Now, I can only see a completely different meaning in it and that’s never happened before. I’ve always been a little uncertain about the recurring birds in my work since Coalville Photographed, now I’m starting to think the birds are telling me something.

AR. In our last interview, you said “I won’t be self-publishing again though, at least not for a very long time”. What made you decide to self-publish again?

CM. I think fundamentally I just want to keep my work relatively well-organised, and I want to keep trying to understand it. A book is the best way to do both those things for me, and it’s fun. I’m feeling similar about not doing it again now though, but this time I’m more aware that that feeling will probably pass after a month or so and I’ll be working on 003 for the autumn. I’ve made similar mistakes this time but I’ve recognised them quicker. I’ll be a lot better placed next time.

AR. What’s next for you?

CM. I’m going to go and listen to the birds for a while.

AR. Recommend us something.

CM. Listen to Magpie by The Unthanks and watch The OA on Netflix. I also just finished reading The Death Of Grass which I highly recommend.

AR. Tell us about one photograph or piece of art that has strongly influenced you.

CM. Page 27 of ‘Vivian Maier Street Photographer’.

I guess Vivian Maier has gone out of fashion now, but I often revisit her work and think about her a lot. Not only do I love her work but I feel a lot of empathy for her as a person. I often feel like going down the Vivian Maier route with my own work; I think I’m more of a recluse than a punk.

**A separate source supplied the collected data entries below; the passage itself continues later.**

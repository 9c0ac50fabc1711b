// SPDX-License-Identifier: GPL-3.0-only

//! Synchronous invocation of the host frame handler

use std::sync::Arc;

use tracing::{error, trace};

use crate::backends::host::{FrameDelivery, HostRuntime, RuntimeHandle};

/// How one handler invocation ended
#[derive(Debug, Clone, PartialEq, Eq)]
pub enum DispatchOutcome {
    Delivered,
    /// The call failed or the handler raised; the failure has been cleared
    Failed(String),
}

impl DispatchOutcome {
    pub fn is_delivered(&self) -> bool {
        matches!(self, DispatchOutcome::Delivered)
    }
}

/// Calls the host frame handler and absorbs its failures
///
/// A failing handler never reaches the driver: the failure is logged,
/// cleared on the runtime and reported as [`DispatchOutcome::Failed`].
pub struct Dispatcher {
    runtime: Arc<dyn HostRuntime>,
}

impl Dispatcher {
    pub fn new(runtime: Arc<dyn HostRuntime>) -> Self {
        Self { runtime }
    }

    /// Invoke the handler and block until it returns
    ///
    /// There is no timeout. `handle` must belong to the calling thread.
    pub fn invoke(&self, handle: RuntimeHandle, delivery: &FrameDelivery<'_>) -> DispatchOutcome {
        let call = self.runtime.invoke_frame_handler(handle, delivery);

        // Checked even when the call errored so nothing stays pending on the
        // thread for the next frame.
        if let Some(failure) = self.runtime.take_pending_failure(handle) {
            error!(
                sequence = delivery.sequence,
                points = delivery.point_count,
                %failure,
                "Frame handler raised, failure cleared"
            );
            return DispatchOutcome::Failed(failure);
        }

        match call {
            Ok(()) => {
                trace!(
                    sequence = delivery.sequence,
                    points = delivery.point_count,
                    "Frame delivered"
                );
                DispatchOutcome::Delivered
            }
            Err(e) => {
                error!(sequence = delivery.sequence, error = %e, "Frame handler call failed");
                DispatchOutcome::Failed(e.to_string())
            }
        }
    }
}
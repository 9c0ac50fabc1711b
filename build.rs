// SPDX-License-Identifier: GPL-3.0-only

use std::process::Command;

fn main() {
    println!("cargo::rerun-if-changed=.git/HEAD");
    println!("cargo::rerun-if-changed=.git/refs/tags");
    println!("cargo::rerun-if-env-changed=DEPTH_BRIDGE_VERSION");

    // Packagers can pin the version string without a git checkout
    let version = match std::env::var("DEPTH_BRIDGE_VERSION") {
        Ok(v) => v,
        Err(_) => git_version().unwrap_or_else(|| env!("CARGO_PKG_VERSION").to_string()),
    };

    println!("cargo::rustc-env=GIT_VERSION={}", version);
}

/// "0.1.0-abcdef1" at a tag, "0.1.0-dirty-abcdef1" past it, the bare hash
/// when there are no tags.
fn git_version() -> Option<String> {
    let describe = run_git(&["describe", "--tags", "--always", "--match", "v*"])?;
    let describe = describe.strip_prefix('v').unwrap_or(&describe).to_string();
    let hash = run_git(&["rev-parse", "--short", "HEAD"])?;

    if describe == hash {
        return Some(hash);
    }

    let parts: Vec<&str> = describe.rsplitn(3, '-').collect();
    if parts.len() >= 3 {
        Some(format!("{}-dirty-{}", parts[2], hash))
    } else {
        Some(format!("{}-{}", describe, hash))
    }
}

fn run_git(args: &[&str]) -> Option<String> {
    let output = Command::new("git").args(args).output().ok()?;
    if !output.status.success() {
        return None;
    }
    Some(String::from_utf8_lossy(&output.stdout).trim().to_string())
}
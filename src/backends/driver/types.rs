// SPDX-License-Identifier: GPL-3.0-only
// Shared types for the depth-camera driver abstraction

//! Shared types for depth-camera drivers

use bytemuck::{Pod, Zeroable};
use std::fmt;

/// Result type for driver operations
pub type DriverResult<T> = Result<T, CameraStatus>;

/// Platform handle used to enumerate cameras
///
/// On Android this is the file descriptor of an opened USB device
/// connection; the driver only looks for cameras behind that descriptor.
#[derive(Debug, Clone, Copy, PartialEq, Eq, Hash)]
pub struct DeviceDescriptor {
    pub fd: i32,
}

impl DeviceDescriptor {
    pub fn from_fd(fd: i32) -> Self {
        Self { fd }
    }
}

impl fmt::Display for DeviceDescriptor {
    fn fmt(&self, f: &mut fmt::Formatter<'_>) -> fmt::Result {
        write!(f, "fd:{}", self.fd)
    }
}

/// Driver-assigned camera identifier (usually the serial number)
#[derive(Debug, Clone, PartialEq, Eq, Hash)]
pub struct CameraId(pub String);

impl fmt::Display for CameraId {
    fn fmt(&self, f: &mut fmt::Formatter<'_>) -> fmt::Result {
        f.write_str(&self.0)
    }
}

/// A single 3D point as delivered by the driver
///
/// Coordinates are in meters in the camera frame. Only `x`, `y` and `z`
/// are published to the host; the remaining fields are driver metadata.
#[repr(C)]
#[derive(Debug, Clone, Copy, Default, PartialEq, Pod, Zeroable)]
pub struct DepthPoint {
    pub x: f32,
    pub y: f32,
    pub z: f32,
    /// Standard deviation estimate of the depth value
    pub noise: f32,
    /// 16-bit infrared amplitude
    pub gray_value: u16,
    /// 0 = invalid, 255 = full confidence
    pub depth_confidence: u8,
    _pad: u8,
}

impl DepthPoint {
    /// Point with full confidence and no metadata
    pub fn new(x: f32, y: f32, z: f32) -> Self {
        Self {
            x,
            y,
            z,
            noise: 0.0,
            gray_value: 0,
            depth_confidence: u8::MAX,
            _pad: 0,
        }
    }

    /// Attach driver metadata
    pub fn with_metadata(mut self, noise: f32, gray_value: u16, depth_confidence: u8) -> Self {
        self.noise = noise;
        self.gray_value = gray_value;
        self.depth_confidence = depth_confidence;
        self
    }
}

/// One frame delivered by the driver
#[derive(Debug, Clone, Default)]
pub struct DepthData {
    /// Driver frame counter
    pub sequence: u64,
    /// Driver timestamp in microseconds
    pub timestamp_us: u64,
    pub width: u32,
    pub height: u32,
    /// Points in sensor order
    pub points: Vec<DepthPoint>,
}

impl DepthData {
    pub fn new(sequence: u64, points: Vec<DepthPoint>) -> Self {
        Self {
            sequence,
            timestamp_us: 0,
            width: points.len() as u32,
            height: 1,
            points,
        }
    }

    pub fn point_count(&self) -> usize {
        self.points.len()
    }
}

/// Exposure control mode
#[derive(Debug, Clone, Copy, PartialEq, Eq, Default)]
pub enum ExposureMode {
    /// Exposure time is set explicitly by the application
    Manual,
    /// Exposure time is adapted by the driver
    #[default]
    Automatic,
}

/// Status codes reported by the driver SDK
///
/// `Success` is only used for logging; failing calls carry one of the
/// other variants in their `Err`.
#[derive(Debug, Clone, Copy, PartialEq, Eq, Hash)]
pub enum CameraStatus {
    Success,
    RuntimeError,
    DisconnectedDevice,
    InvalidValue,
    Timeout,
    LogicError,
    NotImplemented,
    OutOfBounds,
    ResourceError,
    FileNotFound,
    CouldNotOpen,
    DataNotFound,
    DeviceIsBusy,
    WrongDataFormatFound,
    UsecaseNotSupported,
    FrameDropped,
    NoUseCasesForDevice,
    DeviceNotInitialized,
    CalibrationDataError,
    InsufficientPrivileges,
    Unknown,
}

impl CameraStatus {
    /// Numeric code as reported by the SDK
    pub fn code(&self) -> i32 {
        match self {
            CameraStatus::Success => 0,
            CameraStatus::RuntimeError => 1024,
            CameraStatus::DisconnectedDevice => 1026,
            CameraStatus::InvalidValue => 1027,
            CameraStatus::Timeout => 1028,
            CameraStatus::LogicError => 2048,
            CameraStatus::NotImplemented => 2049,
            CameraStatus::OutOfBounds => 2050,
            CameraStatus::ResourceError => 4096,
            CameraStatus::FileNotFound => 4097,
            CameraStatus::CouldNotOpen => 4098,
            CameraStatus::DataNotFound => 4099,
            CameraStatus::DeviceIsBusy => 4100,
            CameraStatus::WrongDataFormatFound => 4101,
            CameraStatus::UsecaseNotSupported => 5001,
            CameraStatus::FrameDropped => 5002,
            CameraStatus::NoUseCasesForDevice => 5003,
            CameraStatus::DeviceNotInitialized => 5004,
            CameraStatus::CalibrationDataError => 5005,
            CameraStatus::InsufficientPrivileges => 5006,
            CameraStatus::Unknown => 0x7fff_ffff,
        }
    }

    pub fn is_success(&self) -> bool {
        *self == CameraStatus::Success
    }
}

impl fmt::Display for CameraStatus {
    fn fmt(&self, f: &mut fmt::Formatter<'_>) -> fmt::Result {
        write!(f, "{:?} (code {})", self, self.code())
    }
}

impl std::error::Error for CameraStatus {}
// SPDX-License-Identifier: GPL-3.0-only

use std::fs;
use std::io;
use std::path::{Path, PathBuf};

use serde::{Deserialize, Serialize};
use tracing::{debug, info};

use crate::bridge::{DeliveryMode, OverflowPolicy};
use crate::constants::{self, FrameRate};
use crate::errors::{BridgeError, BridgeResult};

/// Directory under the user config dir
pub const CONFIG_DIR: &str = "depth-bridge";
pub const CONFIG_FILE: &str = "config.json";

#[derive(Debug, Clone, PartialEq, Eq, Serialize, Deserialize)]
#[serde(default)]
pub struct BridgeConfig {
    /// Frame-rate key used when none is given (5, 10 or 15)
    pub frame_rate: u32,
    /// Manual exposure time applied by `set_exposure`, in microseconds
    pub exposure_time_us: u32,
    /// Frame buffer capacity in points
    pub max_points: usize,
    /// Handling of frames larger than the buffer
    pub overflow_policy: OverflowPolicy,
    /// Run the host handler on the driver thread or on a dispatch thread
    pub delivery: DeliveryMode,
    /// Frame slots between driver and dispatch thread in queued delivery
    pub handoff_depth: usize,
    /// Name driver threads get inside the host runtime
    pub attach_thread_name: String,
}

impl Default for BridgeConfig {
    fn default() -> Self {
        Self {
            frame_rate: FrameRate::default().key(),
            exposure_time_us: constants::EXPOSURE_TIME_US,
            max_points: constants::MAX_POINTS,
            overflow_policy: OverflowPolicy::default(),
            delivery: DeliveryMode::default(),
            handoff_depth: constants::DEFAULT_HANDOFF_DEPTH,
            attach_thread_name: constants::DEFAULT_ATTACH_THREAD_NAME.to_string(),
        }
    }
}

impl BridgeConfig {
    /// `<config dir>/depth-bridge/config.json`
    pub fn default_path() -> Option<PathBuf> {
        dirs::config_dir().map(|dir| dir.join(CONFIG_DIR).join(CONFIG_FILE))
    }

    /// Load from the default location, falling back to defaults
    pub fn load_default() -> BridgeResult<Self> {
        match Self::default_path() {
            Some(path) => Self::load(&path),
            None => {
                debug!("No config directory, using defaults");
                Ok(Self::default())
            }
        }
    }

    /// Load and validate a config file. A missing file yields the defaults.
    pub fn load(path: &Path) -> BridgeResult<Self> {
        let contents = match fs::read_to_string(path) {
            Ok(contents) => contents,
            Err(e) if e.kind() == io::ErrorKind::NotFound => {
                debug!(path = %path.display(), "Config file not found, using defaults");
                return Ok(Self::default());
            }
            Err(e) => return Err(e.into()),
        };

        let config: Self = serde_json::from_str(&contents)?;
        config.validate()?;
        info!(path = %path.display(), "Loaded configuration");
        Ok(config)
    }

    pub fn save(&self, path: &Path) -> BridgeResult<()> {
        if let Some(parent) = path.parent() {
            fs::create_dir_all(parent)?;
        }
        fs::write(path, serde_json::to_string_pretty(self)?)?;
        Ok(())
    }

    pub fn validate(&self) -> BridgeResult<()> {
        if FrameRate::from_key(self.frame_rate).is_none() {
            return Err(BridgeError::Config(format!(
                "unsupported frame_rate {}",
                self.frame_rate
            )));
        }
        if self.max_points == 0 || self.max_points > constants::MAX_POINTS {
            return Err(BridgeError::Config(format!(
                "max_points {} outside 1..={}",
                self.max_points,
                constants::MAX_POINTS
            )));
        }
        if self.exposure_time_us == 0 || self.exposure_time_us > constants::MAX_EXPOSURE_TIME_US {
            return Err(BridgeError::Config(format!(
                "exposure_time_us {} outside 1..={}",
                self.exposure_time_us,
                constants::MAX_EXPOSURE_TIME_US
            )));
        }
        if self.handoff_depth == 0 {
            return Err(BridgeError::Config("handoff_depth must be positive".to_string()));
        }
        Ok(())
    }
}
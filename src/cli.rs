// SPDX-License-Identifier: GPL-3.0-only

//! CLI commands for the depth bridge
//!
//! This module provides command-line functionality for:
//! - Listing the supported frame rates
//! - Showing the effective configuration
//! - Running a capture cycle against the simulated driver

use depth_bridge::backends::driver::DeviceDescriptor;
use depth_bridge::backends::driver::simulated::{SimulatedCamera, SimulatedManager, StreamMode};
use depth_bridge::backends::host::InProcessRuntime;
use depth_bridge::bridge::TimingSample;
use depth_bridge::{BridgeConfig, CaptureSession, DeliveryMode, FrameRate};
use std::path::Path;
use std::sync::Arc;
use std::sync::atomic::{AtomicBool, AtomicU64, Ordering};
use std::time::{Duration, Instant};

/// Descriptor the simulated camera is reachable through
const SIMULATED_FD: i32 = 3;

/// Options of the `capture` command
pub struct CaptureOptions {
    pub rate: Option<u32>,
    pub seconds: u64,
    pub frames: Option<u64>,
    pub timing: bool,
    pub queued: bool,
}

fn load_config(path: Option<&Path>) -> Result<BridgeConfig, Box<dyn std::error::Error>> {
    Ok(match path {
        Some(path) => BridgeConfig::load(path)?,
        None => BridgeConfig::load_default()?,
    })
}

/// List the supported frame-rate keys
pub fn list_modes() -> Result<(), Box<dyn std::error::Error>> {
    println!("Supported frame rates:");
    println!();
    for rate in FrameRate::ALL {
        println!("  {:>2}  {:<20} {}", rate.key(), rate.use_case(), rate.description());
    }
    Ok(())
}

/// Print the effective configuration as JSON
pub fn show_config(path: Option<&Path>) -> Result<(), Box<dyn std::error::Error>> {
    let config = load_config(path)?;
    if path.is_none() {
        if let Some(default_path) = BridgeConfig::default_path() {
            println!("# {}", default_path.display());
        }
    }
    println!("{}", serde_json::to_string_pretty(&config)?);
    Ok(())
}

/// Open the simulated camera, capture, and print delivery statistics
pub fn capture(
    options: CaptureOptions,
    config_path: Option<&Path>,
) -> Result<(), Box<dyn std::error::Error>> {
    let mut config = load_config(config_path)?;
    if options.queued {
        config.delivery = DeliveryMode::Queued;
    }
    let rate = options.rate.unwrap_or(config.frame_rate);

    let manager = Arc::new(SimulatedManager::new(vec![
        SimulatedCamera::new("sim-0001", SIMULATED_FD).with_stream(StreamMode::Paced {
            max_frames: options.frames,
        }),
    ]));
    let source = manager
        .first_handle()
        .ok_or("simulated driver has no camera")?;

    let points_seen = Arc::new(AtomicU64::new(0));
    let handler_points = Arc::clone(&points_seen);
    let runtime = Arc::new(InProcessRuntime::new(move |delivery| {
        handler_points.fetch_add(delivery.point_count as u64, Ordering::Relaxed);
        Ok(())
    }));

    let mut session = CaptureSession::new(manager, runtime, config)?;
    session.open(&DeviceDescriptor::from_fd(SIMULATED_FD), rate)?;
    session.set_exposure()?;

    println!("Sensor: {}x{}", session.max_width()?, session.max_height()?);
    if let Some((camera, frame_rate)) = session.camera() {
        println!("Camera: {} ({})", camera, frame_rate.description());
    }

    println!();
    println!("Capturing... (press Ctrl+C to stop early)");
    session.start(options.timing)?;

    // Set up Ctrl+C handler
    let stop_flag = Arc::new(AtomicBool::new(false));
    let stop_flag_clone = stop_flag.clone();
    ctrlc::set_handler(move || {
        stop_flag_clone.store(true, Ordering::SeqCst);
    })?;

    let start = Instant::now();
    let target_duration = Duration::from_secs(options.seconds);
    while start.elapsed() < target_duration {
        if stop_flag.load(Ordering::SeqCst) {
            println!();
            println!("Stopping early...");
            break;
        }
        if options
            .frames
            .is_some_and(|max| source.frames_emitted() >= max)
        {
            break;
        }

        print!("\rFrames: {}", session.stats().delivered);
        std::io::Write::flush(&mut std::io::stdout())?;
        std::thread::sleep(Duration::from_millis(100));
    }
    println!();

    let samples = session.stop()?;
    session.close();

    if options.timing {
        print_timing(&samples);
    }
    println!("Points delivered: {}", points_seen.load(Ordering::Relaxed));
    println!("{}", serde_json::to_string_pretty(&session.stats())?);

    Ok(())
}

fn print_timing(samples: &[TimingSample]) {
    if samples.is_empty() {
        println!("No timing samples recorded");
        return;
    }

    let micros: Vec<i64> = samples
        .iter()
        .filter_map(|s| s.duration().num_microseconds())
        .collect();
    let total: i64 = micros.iter().sum();
    let max = micros.iter().copied().max().unwrap_or(0);
    println!(
        "Timing: {} samples, mean {} us, max {} us",
        samples.len(),
        total / micros.len().max(1) as i64,
        max
    );
}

This picture just stopped me dead recently and I’ve been spending a lot of time with it. I don’t know if the woman’s stance and expression is more to do with the photographer or the man, but it breaks my heart every time. There’s almost a desperation on the older man’s face which is equally painful to me. The attractive young couple in the background passing by elevate the feeling of devastation further. I can hone in on any one of the four characters and feel empathy, fondness or dislike on any given day but I don’t think I’ve ever come away from this picture feeling optimistic. I do find it comforting though.